Database System Note

Note to CMU 15-445 Database System

Youtube to this Course

Chinese Translation Version

Class 1 : Relation Model

Relation Algebra

𝜎 Select
𝛱 Projection
∪ Union
∩ Intersection
− Difference
× Product
⋈ Join

Extra Operators of Relation Algebra:

𝞺 Rename
R<-S Assignment
𝝳 Duplicate Elimination
𝝪 Aggregation
𝛕 Sorting
r÷S Division

Class 2: Advanced SQL

Relational algebra not only define the data we want, but also defined the order we do query.
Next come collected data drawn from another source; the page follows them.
//=============================================
// fiberhost/src/collector/mod.rs
//=============================================
// Author: Fiberhost Contributors
// License: MIT
// Goal: Conservative collector integration
// Objective: Describe the collector surface the scheduler depends on
//=============================================

//! Collector integration.
//!
//! The scheduler only needs four things from a conservative collector: its
//! allocation lock, the stack bottom it uses for the running stack, a place
//! to hang extra root scans, and the main thread's stack base. [`Collector`]
//! captures exactly that surface; [`boehm`] binds it to the host image's
//! bdwgc symbols and [`mark_sweep`] provides an in-process heap.

mod augment;
#[cfg(feature = "bdwgc")]
pub mod boehm;
mod chain;
pub mod mark_sweep;

pub use augment::{SuspendedStackRoots, install_suspended_stack_roots};
pub(crate) use augment::uninstall_suspended_stack_roots;
pub use chain::RootScanChain;

use crate::fiber::StackBounds;

/// Receives extra root ranges during a collector's root scan.
pub trait RootSink {
    fn push_range(&mut self, bounds: StackBounds);
}

/// One link of a [`RootScanChain`].
pub trait RootContributor: Send + Sync {
    /// Stable identity used to keep registration idempotent.
    fn name(&self) -> &str;
    fn push_roots(&self, sink: &mut dyn RootSink);
}

/// Conservative collector as seen by the scheduler.
pub trait Collector: Send + Sync {
    fn name(&self) -> &'static str;

    /// Acquires the allocation lock.
    ///
    /// Every allocation takes this lock, so holding it excludes any
    /// allocation-triggered root scan.
    fn lock(&self);

    /// Releases the allocation lock.
    ///
    /// # Safety
    /// The lock must be held. It may be released by a different context on
    /// the same OS thread than the one that acquired it.
    unsafe fn unlock(&self);

    /// Bottom (highest address) of the stack the collector treats as running.
    fn stack_bottom(&self) -> usize;

    /// # Safety
    /// The caller must hold the allocation lock and `bottom` must be the
    /// bottom of the stack that is about to run.
    unsafe fn set_stack_bottom(&self, bottom: usize);

    /// Bottom of the OS thread's original stack.
    fn main_stack_base(&self) -> usize;

    /// Chain consulted every time the collector scans extra roots.
    fn root_chain(&self) -> &RootScanChain;

    /// Routes the collector's extra-roots hook through [`Self::root_chain`].
    /// Calling it more than once has no further effect.
    fn hook_root_chain(&self) {}
}
//=============================================
// fiberhost/src/main.rs
//=============================================
// Author: Fiberhost Contributors
// License: MIT
// Goal: Standalone host
// Objective: Drive an embedded runtime from a fixed-rate loop and soak-test
//            the scheduler against the reference collector
//=============================================

use std::cell::Cell;
use std::path::PathBuf;
use std::rc::Rc;
use std::sync::Arc;

use anyhow::{Context, Result, bail};
use clap::{Parser, Subcommand};
use serde::Serialize;
use tracing::info;

use fiberhost::collector::mark_sweep::{HeapStats, MarkSweepHeap, clear_dead_stack};
use fiberhost::runtime::{self, DylibLoader};
use fiberhost::ticks::IntervalTicks;
use fiberhost::{Bootstrap, ContextId, FiberConfig, Phase, Scheduler, current_sp, ffi, logging};

#[derive(Parser)]
#[command(author, version, about = "Host an embedded runtime on a private stack", long_about = None)]
struct Cli {
    /// Configuration file (defaults to FIBERHOST_CONFIG or fiberhost.toml beside the binary)
    #[arg(short, long, global = true)]
    config: Option<PathBuf>,
    #[command(subcommand)]
    command: Command,
}

#[derive(Subcommand)]
enum Command {
    /// Load the embedded runtime library and drive it from a fixed-rate loop
    Run {
        /// Backing library (overrides runtime.library)
        #[arg(long)]
        library: Option<PathBuf>,
        /// Entry symbol (overrides runtime.entry_symbol)
        #[arg(long)]
        entry: Option<String>,
        /// Ticks per second (overrides host.tick_fps)
        #[arg(long)]
        fps: Option<u32>,
        /// Arguments passed to the entry after the image path
        #[arg(last = true)]
        args: Vec<String>,
    },
    /// Drive the scheduler under allocation pressure and print JSON statistics
    Soak {
        /// Number of drive ticks
        #[arg(long, default_value_t = 1000)]
        ticks: u64,
        /// Host allocations between ticks
        #[arg(long, default_value_t = 100)]
        allocs_per_tick: usize,
        /// Allocations per automatic collection
        #[arg(long, default_value_t = MarkSweepHeap::DEFAULT_THRESHOLD)]
        threshold: usize,
    },
    /// Print the resolved configuration as TOML
    Config,
    /// Print the C header of the exported symbols
    Header,
}

#[derive(Debug, Serialize)]
struct SoakReport {
    ticks: u64,
    resumptions: u64,
    switches: u64,
    sentinel_survived: bool,
    heap: HeapStats,
}

fn main() {
    // Host frames holding heap pointers all sit below this one.
    let stack_base = current_sp();
    if let Err(error) = run(Cli::parse(), stack_base) {
        eprintln!("fiberhost error: {error:?}");
        std::process::exit(1);
    }
}

fn run(cli: Cli, stack_base: usize) -> Result<()> {
    let config = load_config(cli.config)?;
    match cli.command {
        Command::Run {
            library,
            entry,
            fps,
            args,
        } => {
            let mut config = config;
            if let Some(library) = library {
                config.runtime.library = library;
            }
            if let Some(entry) = entry {
                config.runtime.entry_symbol = entry;
            }
            if let Some(fps) = fps {
                config.host.tick_fps = fps;
            }
            if !args.is_empty() {
                config.runtime.args = args;
            }
            config.validate()?;
            logging::init("fiberhost-cli", &config.host.log_filter);
            host(config, stack_base)
        }
        Command::Soak {
            ticks,
            allocs_per_tick,
            threshold,
        } => {
            logging::init("fiberhost-soak", &config.host.log_filter);
            let report = soak(&config, stack_base, ticks, allocs_per_tick, threshold)?;
            println!("{}", serde_json::to_string_pretty(&report)?);
            if !report.sentinel_survived {
                bail!("object held by the suspended context was reclaimed");
            }
            Ok(())
        }
        Command::Config => {
            print!("{}", toml::to_string_pretty(&config)?);
            Ok(())
        }
        Command::Header => {
            print!("{}", ffi::c_header());
            Ok(())
        }
    }
}

fn load_config(explicit: Option<PathBuf>) -> Result<FiberConfig> {
    match explicit {
        Some(path) => FiberConfig::load_from_file(&path),
        None => {
            let module_dir = runtime::module_dir();
            let (config, _) = FiberConfig::discover(module_dir.as_deref())?;
            Ok(config)
        }
    }
}

fn host(config: FiberConfig, stack_base: usize) -> Result<()> {
    let module_dir = runtime::module_dir()
        .or_else(|| std::env::current_dir().ok())
        .context("unable to determine the module directory")?;
    let loader = DylibLoader::from_config(&config.runtime, &module_dir);
    let mut ticks = IntervalTicks::with_fps(config.host.tick_fps);
    let heap = Arc::new(MarkSweepHeap::new(stack_base));

    let bootstrap = Bootstrap::new(config, heap).publish();
    bootstrap.create_context(Box::new(loader))?;
    bootstrap.install(&mut ticks)?;
    if bootstrap.start()? == Phase::Terminated {
        return Ok(());
    }
    let fired = ticks.run_until(|| bootstrap.phase() == Phase::Terminated);
    info!(fired, "host loop finished");
    Ok(())
}

fn soak(
    config: &FiberConfig,
    stack_base: usize,
    ticks: u64,
    allocs_per_tick: usize,
    threshold: usize,
) -> Result<SoakReport> {
    let heap = Arc::new(MarkSweepHeap::new(stack_base).with_threshold(threshold));
    let resumptions = Rc::new(Cell::new(0u64));
    let survived = Rc::new(Cell::new(false));

    let body_heap = Arc::clone(&heap);
    let counter = Rc::clone(&resumptions);
    let verdict = Rc::clone(&survived);
    let scheduler = Scheduler::new(heap.clone(), config.stack_size, move |yielder| {
        let sentinel = body_heap.alloc(4);
        unsafe { sentinel.as_ptr().write(0xfeed) };
        std::hint::black_box(&sentinel);
        for _ in 0..ticks {
            counter.set(counter.get() + 1);
            yielder.yield_now();
        }
        std::hint::black_box(&sentinel);
        let address = sentinel.as_ptr() as usize;
        verdict.set(body_heap.contains(address) && unsafe { sentinel.as_ptr().read() } == 0xfeed);
    })?;
    scheduler.install_root_scan();

    for _ in 0..ticks {
        scheduler.switch_to(ContextId::Embedded);
        if scheduler.is_finished() {
            bail!("embedded context finished early");
        }
        for _ in 0..allocs_per_tick {
            heap.alloc(2);
        }
        clear_dead_stack();
    }
    heap.collect();
    scheduler.switch_to(ContextId::Embedded);
    if !scheduler.is_finished() {
        bail!("embedded context did not finish");
    }

    Ok(SoakReport {
        ticks,
        resumptions: resumptions.get(),
        switches: scheduler.switches(),
        sentinel_survived: survived.get(),
        heap: heap.stats(),
    })
}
But we dont exactly need to define an specifc order. User oly needs to dpecify the answer that they want, not how to compute it. That why we need advanced

The DBMS is responsible for efficent evaluation of the query:

Query optimizer: re-orders operations and generatews query plan

History of SQL:

"SEQUEL" (Structured English Query Language) from IBM's System R prototype
Oracle Adopted SEQUEL and IBM's DB2 in 1983 supports SEQUEL, so it become de facto standard
"SQL" (Structured Query Language) become Standard in 1986(ANSI) and 1987(ISO)

Relational Languages:

Data Definition Language (DDL)
- 用于定义DB的三级结构，包括外模式、概念模式、内模式和互相之间的映像。定义数据的完整性、安全控制等约束
- 如 CREATE ALTER DROP TRUNCATE COMMENT RENAME
Data Manipulation Language (DML)
- 由DBMS提供，让用户和程序员实现对数据库中数据的操作
- SELECT INSERT UPDATE DELETE MERGE CALL (EXPLAIN PLAN) (LOCK TABLE) 等
Data Control Language (DCL)
- 权限控制
- GRANT REVOKE

Aggregates:

Functions that return a singel value from a bag of tuples:

AVG(col) : Return the average col value
MIN(col) : Return the minimum col value
MAX(col) : Return maximun col value
SUM(col) : Return sum of value in col
COUNT(col) : Return # of values for col

Eg. we can only select GROUP BY ed col if we used aggregating fuctions. We can filter aggregated col with HAVING but not WHERE.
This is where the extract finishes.